## Records from a data source
== == ==
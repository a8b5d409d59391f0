//! Add Account Use Case
//!
//! Hashes the password and persists a new account.

use std::sync::Arc;

use crate::domain::cryptography::Hasher;
use crate::domain::entity::account::{Account, NewAccount};
use crate::domain::repository::AddAccountRepository;
use crate::domain::usecase::{AddAccount, AddAccountParams};
use crate::error::AccountResult;

/// Add account use case
///
/// Errors from either collaborator propagate unchanged.
pub struct AddAccountUseCase<H, R>
where
    H: Hasher,
    R: AddAccountRepository,
{
    hasher: Arc<H>,
    add_account_repo: Arc<R>,
}

impl<H, R> AddAccountUseCase<H, R>
where
    H: Hasher,
    R: AddAccountRepository,
{
    pub fn new(hasher: Arc<H>, add_account_repo: Arc<R>) -> Self {
        Self {
            hasher,
            add_account_repo,
        }
    }
}

impl<H, R> AddAccount for AddAccountUseCase<H, R>
where
    H: Hasher + Sync,
    R: AddAccountRepository + Sync,
{
    async fn add(&self, params: AddAccountParams) -> AccountResult<Account> {
        let password_hash = self.hasher.hash(&params.password).await?;

        let account = self
            .add_account_repo
            .add(&NewAccount {
                name: params.name,
                email: params.email,
                password_hash,
            })
            .await?;

        tracing::info!(account_id = %account.id, "Account created");

        Ok(account)
    }
}

#[cfg(test)]
mod tests {
    use super::*;
    use crate::test_support::*;

    fn params() -> AddAccountParams {
        AddAccountParams {
            name: "valid_name".to_string(),
            email: any_email(),
            password: "valid_password".to_string(),
        }
    }

    fn sut(
        hasher: HasherSpy,
        repo: AccountRepositorySpy,
    ) -> (
        AddAccountUseCase<HasherSpy, AccountRepositorySpy>,
        Arc<HasherSpy>,
        Arc<AccountRepositorySpy>,
    ) {
        let hasher = Arc::new(hasher);
        let repo = Arc::new(repo);
        (
            AddAccountUseCase::new(hasher.clone(), repo.clone()),
            hasher,
            repo,
        )
    }

    #[tokio::test]
    async fn test_calls_hasher_with_password() {
        let (sut, hasher, _) = sut(HasherSpy::default(), AccountRepositorySpy::default());

        sut.add(params()).await.unwrap();

        assert_eq!(*hasher.calls.lock().unwrap(), vec!["valid_password".to_string()]);
    }

    #[tokio::test]
    async fn test_persists_hash_instead_of_plaintext() {
        let (sut, _, repo) = sut(HasherSpy::default(), AccountRepositorySpy::default());

        sut.add(params()).await.unwrap();

        let added = repo.added.lock().unwrap();
        assert_eq!(added.len(), 1);
        assert_eq!(added[0].name, "valid_name");
        assert_eq!(added[0].email, any_email());
        assert_eq!(added[0].password_hash, "hashed_password");
    }

    #[tokio::test]
    async fn test_hasher_failure_propagates_without_persisting() {
        let (sut, _, repo) = sut(HasherSpy::failing(), AccountRepositorySpy::default());

        let result = sut.add(params()).await;

        assert!(matches!(result, Err(crate::error::AccountError::Internal(_))));
        assert!(repo.added.lock().unwrap().is_empty());
    }

    #[tokio::test]
    async fn test_repository_failure_propagates() {
        let repo = AccountRepositorySpy {
            fail_add: true,
            ..Default::default()
        };
        let (sut, _, _) = sut(HasherSpy::default(), repo);

        assert!(sut.add(params()).await.is_err());
    }

    #[tokio::test]
    async fn test_returns_persisted_account() {
        let (sut, _, _) = sut(HasherSpy::default(), AccountRepositorySpy::default());

        let account = sut.add(params()).await.unwrap();

        assert_eq!(account.id, any_id());
        assert_eq!(account.name, "valid_name");
        assert_eq!(account.password_hash, "hashed_password");
        assert!(account.access_token.is_none());
    }
}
== == ==
## Exercise details
Find the word "AddAccountRepository" in the entries above. Copy every line that has it.

## Answer
use crate::domain::repository::AddAccountRepository;
    R: AddAccountRepository,
    R: AddAccountRepository,
    R: AddAccountRepository + Sync,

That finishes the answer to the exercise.